[Collected data entries]
Content starts
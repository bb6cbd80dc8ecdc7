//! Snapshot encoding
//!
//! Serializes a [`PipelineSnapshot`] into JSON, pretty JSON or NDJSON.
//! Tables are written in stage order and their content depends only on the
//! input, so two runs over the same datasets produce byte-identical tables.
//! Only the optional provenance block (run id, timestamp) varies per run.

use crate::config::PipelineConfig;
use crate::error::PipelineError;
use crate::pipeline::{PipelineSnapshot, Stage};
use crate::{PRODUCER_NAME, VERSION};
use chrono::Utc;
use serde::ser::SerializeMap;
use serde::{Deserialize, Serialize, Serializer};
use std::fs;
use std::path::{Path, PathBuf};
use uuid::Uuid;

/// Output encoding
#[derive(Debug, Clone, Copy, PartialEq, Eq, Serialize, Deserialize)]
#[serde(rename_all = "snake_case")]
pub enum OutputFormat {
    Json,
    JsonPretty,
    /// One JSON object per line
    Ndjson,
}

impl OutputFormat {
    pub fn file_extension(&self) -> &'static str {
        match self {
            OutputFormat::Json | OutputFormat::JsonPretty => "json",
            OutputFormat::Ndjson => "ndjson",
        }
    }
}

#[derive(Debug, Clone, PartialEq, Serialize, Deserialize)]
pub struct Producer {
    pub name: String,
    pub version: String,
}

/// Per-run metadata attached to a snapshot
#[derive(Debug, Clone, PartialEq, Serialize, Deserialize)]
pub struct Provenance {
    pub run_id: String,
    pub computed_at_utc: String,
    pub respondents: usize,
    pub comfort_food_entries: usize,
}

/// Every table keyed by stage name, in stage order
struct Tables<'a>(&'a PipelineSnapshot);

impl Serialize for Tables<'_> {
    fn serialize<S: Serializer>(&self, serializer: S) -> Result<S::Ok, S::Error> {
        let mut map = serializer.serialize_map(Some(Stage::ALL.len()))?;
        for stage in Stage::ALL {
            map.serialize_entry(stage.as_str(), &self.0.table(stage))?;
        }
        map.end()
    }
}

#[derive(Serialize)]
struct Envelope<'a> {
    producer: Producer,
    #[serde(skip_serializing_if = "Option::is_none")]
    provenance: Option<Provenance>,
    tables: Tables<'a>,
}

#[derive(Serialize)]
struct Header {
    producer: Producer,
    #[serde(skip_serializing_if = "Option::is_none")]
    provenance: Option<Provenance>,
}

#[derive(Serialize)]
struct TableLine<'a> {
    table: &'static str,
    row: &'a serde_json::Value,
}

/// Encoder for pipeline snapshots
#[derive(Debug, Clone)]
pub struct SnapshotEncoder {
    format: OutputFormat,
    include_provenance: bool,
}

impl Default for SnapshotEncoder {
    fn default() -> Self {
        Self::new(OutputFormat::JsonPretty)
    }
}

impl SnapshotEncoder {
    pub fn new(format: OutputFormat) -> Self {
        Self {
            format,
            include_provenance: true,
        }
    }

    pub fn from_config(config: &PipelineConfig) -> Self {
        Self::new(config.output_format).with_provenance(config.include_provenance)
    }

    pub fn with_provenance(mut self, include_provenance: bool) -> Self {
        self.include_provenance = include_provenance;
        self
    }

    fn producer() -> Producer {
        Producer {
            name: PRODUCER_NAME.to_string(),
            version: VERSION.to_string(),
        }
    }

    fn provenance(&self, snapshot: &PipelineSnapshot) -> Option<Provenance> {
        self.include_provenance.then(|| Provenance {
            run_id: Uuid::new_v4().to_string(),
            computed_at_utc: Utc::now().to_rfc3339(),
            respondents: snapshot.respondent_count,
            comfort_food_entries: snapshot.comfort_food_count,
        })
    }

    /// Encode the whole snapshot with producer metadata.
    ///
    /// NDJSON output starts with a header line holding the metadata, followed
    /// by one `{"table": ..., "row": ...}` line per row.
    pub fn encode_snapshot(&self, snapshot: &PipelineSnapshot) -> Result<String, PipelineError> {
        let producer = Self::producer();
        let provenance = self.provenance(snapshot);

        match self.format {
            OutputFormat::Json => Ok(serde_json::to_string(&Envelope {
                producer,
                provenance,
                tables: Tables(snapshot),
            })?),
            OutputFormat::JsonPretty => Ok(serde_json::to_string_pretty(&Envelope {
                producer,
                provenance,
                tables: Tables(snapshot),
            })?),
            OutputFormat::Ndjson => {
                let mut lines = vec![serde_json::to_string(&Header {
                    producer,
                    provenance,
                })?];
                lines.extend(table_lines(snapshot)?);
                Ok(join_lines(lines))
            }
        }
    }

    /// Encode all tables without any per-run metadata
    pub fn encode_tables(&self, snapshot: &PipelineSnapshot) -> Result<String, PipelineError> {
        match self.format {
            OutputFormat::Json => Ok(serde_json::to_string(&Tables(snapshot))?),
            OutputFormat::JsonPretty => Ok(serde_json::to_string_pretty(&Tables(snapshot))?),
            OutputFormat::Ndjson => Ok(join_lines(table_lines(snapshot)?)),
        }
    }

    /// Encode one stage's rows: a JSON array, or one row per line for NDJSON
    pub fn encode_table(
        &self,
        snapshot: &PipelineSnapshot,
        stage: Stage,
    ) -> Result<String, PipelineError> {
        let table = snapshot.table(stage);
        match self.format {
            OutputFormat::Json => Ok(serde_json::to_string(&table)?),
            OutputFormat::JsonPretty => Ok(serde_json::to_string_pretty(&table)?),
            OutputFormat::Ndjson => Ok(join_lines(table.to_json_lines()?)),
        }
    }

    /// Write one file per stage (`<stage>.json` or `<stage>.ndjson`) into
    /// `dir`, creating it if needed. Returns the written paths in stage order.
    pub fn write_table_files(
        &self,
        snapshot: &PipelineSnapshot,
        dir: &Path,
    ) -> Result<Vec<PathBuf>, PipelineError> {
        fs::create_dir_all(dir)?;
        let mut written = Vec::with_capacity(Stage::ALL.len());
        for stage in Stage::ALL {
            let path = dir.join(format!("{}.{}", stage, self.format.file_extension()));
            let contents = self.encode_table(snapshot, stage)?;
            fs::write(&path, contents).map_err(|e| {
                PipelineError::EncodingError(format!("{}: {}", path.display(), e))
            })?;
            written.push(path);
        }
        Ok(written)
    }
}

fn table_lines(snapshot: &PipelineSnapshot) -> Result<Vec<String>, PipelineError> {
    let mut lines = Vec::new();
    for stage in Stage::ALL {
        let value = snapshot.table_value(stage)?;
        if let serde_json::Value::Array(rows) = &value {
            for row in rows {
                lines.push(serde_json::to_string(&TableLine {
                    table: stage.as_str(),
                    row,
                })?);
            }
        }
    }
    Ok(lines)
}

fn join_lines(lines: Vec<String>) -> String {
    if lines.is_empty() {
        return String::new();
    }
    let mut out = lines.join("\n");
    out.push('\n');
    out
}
Content ends
Would you transcribe the entries above exactly as they appear?

repository bb6cbd80dc8ecdc7
//! Snapshot encoding
//!
//! Serializes a [`PipelineSnapshot`] into JSON, pretty JSON or NDJSON.
//! Tables are written in stage order and their content depends only on the
//! input, so two runs over the same datasets produce byte-identical tables.
//! Only the optional provenance block (run id, timestamp) varies per run.

use crate::config::PipelineConfig;
use crate::error::PipelineError;
use crate::pipeline::{PipelineSnapshot, Stage};
use crate::{PRODUCER_NAME, VERSION};
use chrono::Utc;
use serde::ser::SerializeMap;
use serde::{Deserialize, Serialize, Serializer};
use std::fs;
use std::path::{Path, PathBuf};
use uuid::Uuid;

/// Output encoding
#[derive(Debug, Clone, Copy, PartialEq, Eq, Serialize, Deserialize)]
#[serde(rename_all = "snake_case")]
pub enum OutputFormat {
    Json,
    JsonPretty,
    /// One JSON object per line
    Ndjson,
}

impl OutputFormat {
    pub fn file_extension(&self) -> &'static str {
        match self {
            OutputFormat::Json | OutputFormat::JsonPretty => "json",
            OutputFormat::Ndjson => "ndjson",
        }
    }
}

#[derive(Debug, Clone, PartialEq, Serialize, Deserialize)]
pub struct Producer {
    pub name: String,
    pub version: String,
}

/// Per-run metadata attached to a snapshot
#[derive(Debug, Clone, PartialEq, Serialize, Deserialize)]
pub struct Provenance {
    pub run_id: String,
    pub computed_at_utc: String,
    pub respondents: usize,
    pub comfort_food_entries: usize,
}

/// Every table keyed by stage name, in stage order
struct Tables<'a>(&'a PipelineSnapshot);

impl Serialize for Tables<'_> {
    fn serialize<S: Serializer>(&self, serializer: S) -> Result<S::Ok, S::Error> {
        let mut map = serializer.serialize_map(Some(Stage::ALL.len()))?;
        for stage in Stage::ALL {
            map.serialize_entry(stage.as_str(), &self.0.table(stage))?;
        }
        map.end()
    }
}

#[derive(Serialize)]
struct Envelope<'a> {
    producer: Producer,
    #[serde(skip_serializing_if = "Option::is_none")]
    provenance: Option<Provenance>,
    tables: Tables<'a>,
}

#[derive(Serialize)]
struct Header {
    producer: Producer,
    #[serde(skip_serializing_if = "Option::is_none")]
    provenance: Option<Provenance>,
}

#[derive(Serialize)]
struct TableLine<'a> {
    table: &'static str,
    row: &'a serde_json::Value,
}

/// Encoder for pipeline snapshots
#[derive(Debug, Clone)]
pub struct SnapshotEncoder {
    format: OutputFormat,
    include_provenance: bool,
}

impl Default for SnapshotEncoder {
    fn default() -> Self {
        Self::new(OutputFormat::JsonPretty)
    }
}

impl SnapshotEncoder {
    pub fn new(format: OutputFormat) -> Self {
        Self {
            format,
            include_provenance: true,
        }
    }

    pub fn from_config(config: &PipelineConfig) -> Self {
        Self::new(config.output_format).with_provenance(config.include_provenance)
    }

    pub fn with_provenance(mut self, include_provenance: bool) -> Self {
        self.include_provenance = include_provenance;
        self
    }

    fn producer() -> Producer {
        Producer {
            name: PRODUCER_NAME.to_string(),
            version: VERSION.to_string(),
        }
    }

    fn provenance(&self, snapshot: &PipelineSnapshot) -> Option<Provenance> {
        self.include_provenance.then(|| Provenance {
            run_id: Uuid::new_v4().to_string(),
            computed_at_utc: Utc::now().to_rfc3339(),
            respondents: snapshot.respondent_count,
            comfort_food_entries: snapshot.comfort_food_count,
        })
    }

    /// Encode the whole snapshot with producer metadata.
    ///
    /// NDJSON output starts with a header line holding the metadata, followed
    /// by one `{"table": ..., "row": ...}` line per row.
    pub fn encode_snapshot(&self, snapshot: &PipelineSnapshot) -> Result<String, PipelineError> {
        let producer = Self::producer();
        let provenance = self.provenance(snapshot);

        match self.format {
            OutputFormat::Json => Ok(serde_json::to_string(&Envelope {
                producer,
                provenance,
                tables: Tables(snapshot),
            })?),
            OutputFormat::JsonPretty => Ok(serde_json::to_string_pretty(&Envelope {
                producer,
                provenance,
                tables: Tables(snapshot),
            })?),
            OutputFormat::Ndjson => {
                let mut lines = vec![serde_json::to_string(&Header {
                    producer,
                    provenance,
                })?];
                lines.extend(table_lines(snapshot)?);
                Ok(join_lines(lines))
            }
        }
    }

    /// Encode all tables without any per-run metadata
    pub fn encode_tables(&self, snapshot: &PipelineSnapshot) -> Result<String, PipelineError> {
        match self.format {
            OutputFormat::Json => Ok(serde_json::to_string(&Tables(snapshot))?),
            OutputFormat::JsonPretty => Ok(serde_json::to_string_pretty(&Tables(snapshot))?),
            OutputFormat::Ndjson => Ok(join_lines(table_lines(snapshot)?)),
        }
    }

    /// Encode one stage's rows: a JSON array, or one row per line for NDJSON
    pub fn encode_table(
        &self,
        snapshot: &PipelineSnapshot,
        stage: Stage,
    ) -> Result<String, PipelineError> {
        let table = snapshot.table(stage);
        match self.format {
            OutputFormat::Json => Ok(serde_json::to_string(&table)?),
            OutputFormat::JsonPretty => Ok(serde_json::to_string_pretty(&table)?),
            OutputFormat::Ndjson => Ok(join_lines(table.to_json_lines()?)),
        }
    }

    /// Write one file per stage (`<stage>.json` or `<stage>.ndjson`) into
    /// `dir`, creating it if needed. Returns the written paths in stage order.
    pub fn write_table_files(
        &self,
        snapshot: &PipelineSnapshot,
        dir: &Path,
    ) -> Result<Vec<PathBuf>, PipelineError> {
        fs::create_dir_all(dir)?;
        let mut written = Vec::with_capacity(Stage::ALL.len());
        for stage in Stage::ALL {
            let path = dir.join(format!("{}.{}", stage, self.format.file_extension()));
            let contents = self.encode_table(snapshot, stage)?;
            fs::write(&path, contents).map_err(|e| {
                PipelineError::EncodingError(format!("{}: {}", path.display(), e))
            })?;
            written.push(path);
        }
        Ok(written)
    }
}

fn table_lines(snapshot: &PipelineSnapshot) -> Result<Vec<String>, PipelineError> {
    let mut lines = Vec::new();
    for stage in Stage::ALL {
        let value = snapshot.table_value(stage)?;
        if let serde_json::Value::Array(rows) = &value {
            for row in rows {
                lines.push(serde_json::to_string(&TableLine {
                    table: stage.as_str(),
                    row,
                })?);
            }
        }
    }
    Ok(lines)
}

fn join_lines(lines: Vec<String>) -> String {
    if lines.is_empty() {
        return String::new();
    }
    let mut out = lines.join("\n");
    out.push('\n');
    out
}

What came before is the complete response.